● Exercise prompt
Transcribe the listing below only from the line with "filename crates/workflow/src/node.rs" up to and including the line with "and fails with".

● Information given
______________________________

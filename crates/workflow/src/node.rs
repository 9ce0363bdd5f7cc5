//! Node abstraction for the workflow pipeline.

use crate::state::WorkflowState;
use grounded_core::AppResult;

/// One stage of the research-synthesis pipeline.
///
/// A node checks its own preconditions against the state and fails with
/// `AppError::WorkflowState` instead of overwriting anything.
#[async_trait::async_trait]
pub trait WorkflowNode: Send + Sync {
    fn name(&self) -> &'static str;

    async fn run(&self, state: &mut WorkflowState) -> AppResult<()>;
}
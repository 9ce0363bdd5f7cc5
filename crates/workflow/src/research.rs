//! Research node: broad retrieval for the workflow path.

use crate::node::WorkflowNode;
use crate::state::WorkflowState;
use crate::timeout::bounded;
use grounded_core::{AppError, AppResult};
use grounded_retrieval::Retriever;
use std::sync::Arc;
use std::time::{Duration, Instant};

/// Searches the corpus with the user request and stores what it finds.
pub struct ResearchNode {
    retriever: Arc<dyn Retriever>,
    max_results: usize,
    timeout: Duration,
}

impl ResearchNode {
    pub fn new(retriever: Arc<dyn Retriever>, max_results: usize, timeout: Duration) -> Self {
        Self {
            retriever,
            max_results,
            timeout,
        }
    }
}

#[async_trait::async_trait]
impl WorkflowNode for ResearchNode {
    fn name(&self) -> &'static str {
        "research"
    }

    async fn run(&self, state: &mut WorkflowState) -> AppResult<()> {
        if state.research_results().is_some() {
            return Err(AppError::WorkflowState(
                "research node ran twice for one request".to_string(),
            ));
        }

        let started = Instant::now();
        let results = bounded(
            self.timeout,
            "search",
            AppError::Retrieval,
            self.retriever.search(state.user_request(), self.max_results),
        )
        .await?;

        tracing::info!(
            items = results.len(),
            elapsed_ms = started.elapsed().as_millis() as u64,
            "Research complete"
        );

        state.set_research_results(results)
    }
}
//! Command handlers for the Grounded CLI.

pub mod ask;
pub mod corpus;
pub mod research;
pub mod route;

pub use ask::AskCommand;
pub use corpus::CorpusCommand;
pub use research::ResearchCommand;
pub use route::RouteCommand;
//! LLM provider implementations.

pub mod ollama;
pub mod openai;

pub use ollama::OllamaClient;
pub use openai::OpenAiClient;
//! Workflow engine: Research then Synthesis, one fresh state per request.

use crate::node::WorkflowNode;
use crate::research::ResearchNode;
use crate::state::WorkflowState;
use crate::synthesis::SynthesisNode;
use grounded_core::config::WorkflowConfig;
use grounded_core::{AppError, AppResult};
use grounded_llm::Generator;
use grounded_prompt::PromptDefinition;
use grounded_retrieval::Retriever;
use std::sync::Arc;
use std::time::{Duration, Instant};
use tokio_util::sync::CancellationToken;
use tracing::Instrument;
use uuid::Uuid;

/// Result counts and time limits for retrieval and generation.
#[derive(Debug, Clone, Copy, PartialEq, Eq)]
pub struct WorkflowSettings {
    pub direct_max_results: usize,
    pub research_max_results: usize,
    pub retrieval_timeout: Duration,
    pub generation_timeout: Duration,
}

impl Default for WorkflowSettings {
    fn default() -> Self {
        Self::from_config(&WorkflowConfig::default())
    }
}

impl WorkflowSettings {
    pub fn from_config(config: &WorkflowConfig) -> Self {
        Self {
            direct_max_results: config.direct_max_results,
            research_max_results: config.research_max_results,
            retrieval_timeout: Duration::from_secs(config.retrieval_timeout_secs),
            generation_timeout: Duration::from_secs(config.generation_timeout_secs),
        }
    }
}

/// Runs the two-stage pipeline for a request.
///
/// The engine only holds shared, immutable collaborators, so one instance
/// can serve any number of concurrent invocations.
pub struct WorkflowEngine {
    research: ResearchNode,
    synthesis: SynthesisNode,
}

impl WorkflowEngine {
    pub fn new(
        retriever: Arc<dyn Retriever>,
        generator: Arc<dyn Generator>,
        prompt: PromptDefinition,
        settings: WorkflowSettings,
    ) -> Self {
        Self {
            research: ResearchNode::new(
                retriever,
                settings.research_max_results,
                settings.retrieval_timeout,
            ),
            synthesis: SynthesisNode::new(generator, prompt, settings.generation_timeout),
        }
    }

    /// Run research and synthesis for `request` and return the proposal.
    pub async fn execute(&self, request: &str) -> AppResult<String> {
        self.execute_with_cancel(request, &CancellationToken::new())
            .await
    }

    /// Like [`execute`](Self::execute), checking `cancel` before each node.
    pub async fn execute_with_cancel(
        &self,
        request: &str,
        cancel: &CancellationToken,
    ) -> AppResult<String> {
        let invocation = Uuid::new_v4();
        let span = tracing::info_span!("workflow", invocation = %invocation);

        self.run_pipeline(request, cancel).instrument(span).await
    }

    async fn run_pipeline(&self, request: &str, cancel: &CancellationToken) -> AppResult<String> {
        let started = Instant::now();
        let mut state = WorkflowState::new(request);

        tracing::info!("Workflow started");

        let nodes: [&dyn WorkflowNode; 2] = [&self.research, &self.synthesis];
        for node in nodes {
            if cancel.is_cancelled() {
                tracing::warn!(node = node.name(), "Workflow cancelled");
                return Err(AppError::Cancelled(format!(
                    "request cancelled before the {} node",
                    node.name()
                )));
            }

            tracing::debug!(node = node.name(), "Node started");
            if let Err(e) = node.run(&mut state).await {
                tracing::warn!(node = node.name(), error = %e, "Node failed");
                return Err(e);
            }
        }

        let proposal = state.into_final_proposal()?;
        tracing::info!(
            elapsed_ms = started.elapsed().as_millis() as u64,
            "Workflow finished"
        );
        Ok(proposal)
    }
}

______________________________

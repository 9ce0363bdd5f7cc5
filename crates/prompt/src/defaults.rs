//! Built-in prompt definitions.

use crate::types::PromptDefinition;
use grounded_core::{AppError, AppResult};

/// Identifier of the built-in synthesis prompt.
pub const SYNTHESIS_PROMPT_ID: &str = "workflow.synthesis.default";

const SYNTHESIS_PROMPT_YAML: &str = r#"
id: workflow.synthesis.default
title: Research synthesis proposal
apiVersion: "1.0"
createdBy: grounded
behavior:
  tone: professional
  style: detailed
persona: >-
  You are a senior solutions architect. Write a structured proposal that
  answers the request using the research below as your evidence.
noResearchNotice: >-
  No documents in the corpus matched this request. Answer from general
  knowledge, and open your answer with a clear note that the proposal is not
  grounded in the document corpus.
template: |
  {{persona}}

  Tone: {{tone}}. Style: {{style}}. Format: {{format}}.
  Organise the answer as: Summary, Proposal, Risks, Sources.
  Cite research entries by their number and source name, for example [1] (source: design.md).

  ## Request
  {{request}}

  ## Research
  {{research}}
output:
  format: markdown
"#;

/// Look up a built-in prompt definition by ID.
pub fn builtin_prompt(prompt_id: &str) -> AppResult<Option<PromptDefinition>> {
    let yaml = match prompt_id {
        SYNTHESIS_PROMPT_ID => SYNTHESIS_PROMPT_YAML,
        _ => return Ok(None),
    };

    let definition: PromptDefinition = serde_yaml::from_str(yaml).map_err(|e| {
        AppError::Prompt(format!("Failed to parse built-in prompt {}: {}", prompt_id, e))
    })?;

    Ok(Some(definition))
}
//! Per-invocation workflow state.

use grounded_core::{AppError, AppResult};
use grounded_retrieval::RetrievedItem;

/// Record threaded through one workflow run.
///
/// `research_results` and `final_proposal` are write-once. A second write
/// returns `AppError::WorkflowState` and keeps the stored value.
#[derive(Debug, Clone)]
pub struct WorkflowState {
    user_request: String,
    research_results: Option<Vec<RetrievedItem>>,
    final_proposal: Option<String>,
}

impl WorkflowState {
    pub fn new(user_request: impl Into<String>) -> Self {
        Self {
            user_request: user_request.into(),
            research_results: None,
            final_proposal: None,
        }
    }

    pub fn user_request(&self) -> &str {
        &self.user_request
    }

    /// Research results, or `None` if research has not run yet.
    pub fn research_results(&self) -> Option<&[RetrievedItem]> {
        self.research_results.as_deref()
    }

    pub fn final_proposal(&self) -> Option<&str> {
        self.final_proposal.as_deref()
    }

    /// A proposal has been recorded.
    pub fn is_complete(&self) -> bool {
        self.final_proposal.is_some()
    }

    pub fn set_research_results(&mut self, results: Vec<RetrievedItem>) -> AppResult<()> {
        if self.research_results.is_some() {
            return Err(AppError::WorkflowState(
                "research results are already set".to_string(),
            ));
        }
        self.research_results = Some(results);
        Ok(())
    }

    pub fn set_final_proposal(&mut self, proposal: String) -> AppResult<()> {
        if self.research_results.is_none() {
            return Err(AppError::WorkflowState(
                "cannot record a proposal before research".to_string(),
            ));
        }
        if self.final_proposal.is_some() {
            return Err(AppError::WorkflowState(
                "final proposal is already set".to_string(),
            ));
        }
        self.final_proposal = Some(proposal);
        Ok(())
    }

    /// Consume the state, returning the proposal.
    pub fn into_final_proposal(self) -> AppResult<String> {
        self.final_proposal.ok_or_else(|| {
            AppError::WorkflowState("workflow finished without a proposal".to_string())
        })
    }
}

______________________________

● Written solution
filename crates/workflow/src/node.rs
repository 9ce0363bdd5f7cc5
//! Node abstraction for the workflow pipeline.

use crate::state::WorkflowState;
use grounded_core::AppResult;

/// One stage of the research-synthesis pipeline.
///
/// A node checks its own preconditions against the state and fails with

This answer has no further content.